_To do:_
Would you copy each line of the data below that has "requests"?

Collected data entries
=-=-=-=-=
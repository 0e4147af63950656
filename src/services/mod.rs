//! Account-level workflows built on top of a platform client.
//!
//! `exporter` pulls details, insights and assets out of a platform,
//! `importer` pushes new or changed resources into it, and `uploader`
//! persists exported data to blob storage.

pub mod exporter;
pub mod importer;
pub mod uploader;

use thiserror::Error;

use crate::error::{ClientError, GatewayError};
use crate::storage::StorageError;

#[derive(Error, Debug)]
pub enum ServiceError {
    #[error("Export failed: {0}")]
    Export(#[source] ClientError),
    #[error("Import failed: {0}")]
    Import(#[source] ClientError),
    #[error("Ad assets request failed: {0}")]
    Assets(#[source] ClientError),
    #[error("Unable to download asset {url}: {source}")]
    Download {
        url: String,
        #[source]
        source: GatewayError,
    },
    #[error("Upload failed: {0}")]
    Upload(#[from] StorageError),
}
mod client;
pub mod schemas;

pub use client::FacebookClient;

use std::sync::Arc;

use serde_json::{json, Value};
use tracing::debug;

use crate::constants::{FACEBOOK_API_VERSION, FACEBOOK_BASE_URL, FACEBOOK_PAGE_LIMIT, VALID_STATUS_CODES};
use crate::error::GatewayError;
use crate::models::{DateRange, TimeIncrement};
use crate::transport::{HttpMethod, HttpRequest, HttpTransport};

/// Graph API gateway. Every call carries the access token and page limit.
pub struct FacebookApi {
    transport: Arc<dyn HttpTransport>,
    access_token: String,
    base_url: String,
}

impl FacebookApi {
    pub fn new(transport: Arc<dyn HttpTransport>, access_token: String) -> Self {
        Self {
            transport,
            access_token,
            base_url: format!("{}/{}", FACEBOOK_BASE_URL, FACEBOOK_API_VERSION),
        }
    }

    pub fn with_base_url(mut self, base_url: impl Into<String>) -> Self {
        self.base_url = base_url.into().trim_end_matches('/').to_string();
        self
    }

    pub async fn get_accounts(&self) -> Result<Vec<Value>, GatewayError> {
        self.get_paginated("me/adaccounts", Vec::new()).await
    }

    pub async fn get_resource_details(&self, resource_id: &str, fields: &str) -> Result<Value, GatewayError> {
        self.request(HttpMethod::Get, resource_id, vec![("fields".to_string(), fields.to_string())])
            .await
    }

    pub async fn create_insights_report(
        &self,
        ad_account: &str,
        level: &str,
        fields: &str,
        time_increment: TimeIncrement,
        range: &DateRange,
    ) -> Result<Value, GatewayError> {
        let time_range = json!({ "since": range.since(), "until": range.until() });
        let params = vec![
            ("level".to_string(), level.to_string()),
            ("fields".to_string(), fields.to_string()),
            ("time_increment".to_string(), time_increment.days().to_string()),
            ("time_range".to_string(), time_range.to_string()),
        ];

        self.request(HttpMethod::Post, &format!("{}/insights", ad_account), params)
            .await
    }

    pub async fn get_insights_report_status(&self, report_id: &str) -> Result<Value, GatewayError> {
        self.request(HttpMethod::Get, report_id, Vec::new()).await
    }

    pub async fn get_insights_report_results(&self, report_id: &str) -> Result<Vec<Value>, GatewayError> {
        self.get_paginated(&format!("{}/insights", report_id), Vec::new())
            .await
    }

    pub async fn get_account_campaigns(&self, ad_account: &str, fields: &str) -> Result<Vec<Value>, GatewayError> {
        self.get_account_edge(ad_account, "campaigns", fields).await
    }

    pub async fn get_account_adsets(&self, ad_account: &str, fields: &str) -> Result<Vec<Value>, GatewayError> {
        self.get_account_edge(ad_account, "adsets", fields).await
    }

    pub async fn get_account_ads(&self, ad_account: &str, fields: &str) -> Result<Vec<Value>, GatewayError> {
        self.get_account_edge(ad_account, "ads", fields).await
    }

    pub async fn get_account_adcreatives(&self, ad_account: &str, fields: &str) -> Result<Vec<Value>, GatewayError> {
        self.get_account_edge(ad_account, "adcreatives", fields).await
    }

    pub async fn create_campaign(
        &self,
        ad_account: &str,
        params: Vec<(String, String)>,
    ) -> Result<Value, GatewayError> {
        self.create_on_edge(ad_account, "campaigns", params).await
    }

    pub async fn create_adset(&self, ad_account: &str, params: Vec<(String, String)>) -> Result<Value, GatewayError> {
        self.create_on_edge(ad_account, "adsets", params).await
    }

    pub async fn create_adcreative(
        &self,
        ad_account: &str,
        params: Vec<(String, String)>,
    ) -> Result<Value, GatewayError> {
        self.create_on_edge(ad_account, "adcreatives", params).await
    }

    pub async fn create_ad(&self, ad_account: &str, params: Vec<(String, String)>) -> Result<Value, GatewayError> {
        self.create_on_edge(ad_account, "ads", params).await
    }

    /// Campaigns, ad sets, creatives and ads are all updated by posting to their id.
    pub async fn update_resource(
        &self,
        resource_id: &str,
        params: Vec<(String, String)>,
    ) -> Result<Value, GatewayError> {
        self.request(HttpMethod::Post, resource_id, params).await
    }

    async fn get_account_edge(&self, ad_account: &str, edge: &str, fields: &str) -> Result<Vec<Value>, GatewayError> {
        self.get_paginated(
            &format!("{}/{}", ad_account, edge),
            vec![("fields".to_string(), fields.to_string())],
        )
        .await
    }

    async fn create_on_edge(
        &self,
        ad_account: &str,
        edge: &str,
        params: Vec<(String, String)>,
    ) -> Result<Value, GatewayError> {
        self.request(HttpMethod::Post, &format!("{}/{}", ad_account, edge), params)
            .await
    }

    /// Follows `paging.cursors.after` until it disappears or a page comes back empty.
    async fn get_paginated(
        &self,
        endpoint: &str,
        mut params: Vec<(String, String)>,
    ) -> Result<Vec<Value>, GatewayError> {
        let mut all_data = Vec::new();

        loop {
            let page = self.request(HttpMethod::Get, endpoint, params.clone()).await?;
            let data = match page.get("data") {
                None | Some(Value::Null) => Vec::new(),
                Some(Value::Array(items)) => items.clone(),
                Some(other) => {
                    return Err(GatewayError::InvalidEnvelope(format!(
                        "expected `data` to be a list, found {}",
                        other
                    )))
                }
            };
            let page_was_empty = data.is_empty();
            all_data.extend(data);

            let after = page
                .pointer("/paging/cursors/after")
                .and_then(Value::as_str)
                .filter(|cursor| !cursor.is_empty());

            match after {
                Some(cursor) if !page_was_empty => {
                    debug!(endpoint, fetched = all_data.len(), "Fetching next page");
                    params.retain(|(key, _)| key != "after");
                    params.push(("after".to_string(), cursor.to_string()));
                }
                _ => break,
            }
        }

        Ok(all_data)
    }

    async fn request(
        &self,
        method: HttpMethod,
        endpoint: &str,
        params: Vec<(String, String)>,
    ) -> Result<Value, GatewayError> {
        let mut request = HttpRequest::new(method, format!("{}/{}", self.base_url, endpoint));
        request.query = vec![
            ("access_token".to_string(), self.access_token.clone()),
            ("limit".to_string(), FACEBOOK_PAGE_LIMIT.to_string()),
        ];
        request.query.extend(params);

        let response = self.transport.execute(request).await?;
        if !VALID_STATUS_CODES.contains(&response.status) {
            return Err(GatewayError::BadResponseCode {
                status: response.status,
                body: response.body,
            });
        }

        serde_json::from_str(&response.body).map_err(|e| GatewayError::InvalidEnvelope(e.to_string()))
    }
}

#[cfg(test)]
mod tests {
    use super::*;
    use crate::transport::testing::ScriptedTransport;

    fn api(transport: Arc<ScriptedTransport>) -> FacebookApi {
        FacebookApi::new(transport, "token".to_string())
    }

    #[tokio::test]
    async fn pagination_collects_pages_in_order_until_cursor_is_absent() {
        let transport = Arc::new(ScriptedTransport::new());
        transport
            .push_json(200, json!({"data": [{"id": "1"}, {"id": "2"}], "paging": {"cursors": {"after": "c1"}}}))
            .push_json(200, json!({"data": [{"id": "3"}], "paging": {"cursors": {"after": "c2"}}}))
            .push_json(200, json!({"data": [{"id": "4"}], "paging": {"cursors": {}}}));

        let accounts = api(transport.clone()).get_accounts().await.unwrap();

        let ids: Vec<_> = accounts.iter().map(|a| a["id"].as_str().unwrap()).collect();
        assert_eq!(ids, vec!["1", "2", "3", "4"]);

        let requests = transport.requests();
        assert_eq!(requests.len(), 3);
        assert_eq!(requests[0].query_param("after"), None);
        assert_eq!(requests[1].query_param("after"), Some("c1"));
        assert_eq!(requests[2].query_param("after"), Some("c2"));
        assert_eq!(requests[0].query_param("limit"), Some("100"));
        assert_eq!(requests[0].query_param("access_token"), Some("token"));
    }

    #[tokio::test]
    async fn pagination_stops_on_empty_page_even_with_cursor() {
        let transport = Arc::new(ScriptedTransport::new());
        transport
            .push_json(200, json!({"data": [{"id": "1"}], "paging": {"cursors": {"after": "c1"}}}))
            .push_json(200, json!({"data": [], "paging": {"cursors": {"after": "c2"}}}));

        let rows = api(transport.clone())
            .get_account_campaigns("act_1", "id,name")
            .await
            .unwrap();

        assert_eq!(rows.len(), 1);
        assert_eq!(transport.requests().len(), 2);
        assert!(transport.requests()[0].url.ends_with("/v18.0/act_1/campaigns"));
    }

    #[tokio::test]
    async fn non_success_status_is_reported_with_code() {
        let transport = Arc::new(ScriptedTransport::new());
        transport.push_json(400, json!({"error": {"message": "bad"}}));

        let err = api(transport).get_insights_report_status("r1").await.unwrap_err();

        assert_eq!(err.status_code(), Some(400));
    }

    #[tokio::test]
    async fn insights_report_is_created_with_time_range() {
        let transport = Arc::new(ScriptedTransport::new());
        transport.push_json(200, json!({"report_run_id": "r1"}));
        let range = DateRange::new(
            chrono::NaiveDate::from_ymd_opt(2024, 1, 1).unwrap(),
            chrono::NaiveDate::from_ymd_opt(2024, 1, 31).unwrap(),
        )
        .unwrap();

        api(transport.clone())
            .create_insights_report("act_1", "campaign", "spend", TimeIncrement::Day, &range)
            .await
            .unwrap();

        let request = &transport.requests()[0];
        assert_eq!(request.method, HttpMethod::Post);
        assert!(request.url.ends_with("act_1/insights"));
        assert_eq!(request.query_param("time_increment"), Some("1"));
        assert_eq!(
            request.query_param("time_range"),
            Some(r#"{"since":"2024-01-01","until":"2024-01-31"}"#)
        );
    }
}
=-=-=-=-=
_Response to this task:_
        let requests = transport.requests();
        assert_eq!(requests.len(), 3);
        assert_eq!(requests[0].query_param("after"), None);
        assert_eq!(requests[1].query_param("after"), Some("c1"));
        assert_eq!(requests[2].query_param("after"), Some("c2"));
        assert_eq!(requests[0].query_param("limit"), Some("100"));
        assert_eq!(requests[0].query_param("access_token"), Some("token"));
        assert_eq!(transport.requests().len(), 2);
        assert!(transport.requests()[0].url.ends_with("/v18.0/act_1/campaigns"));
        let request = &transport.requests()[0];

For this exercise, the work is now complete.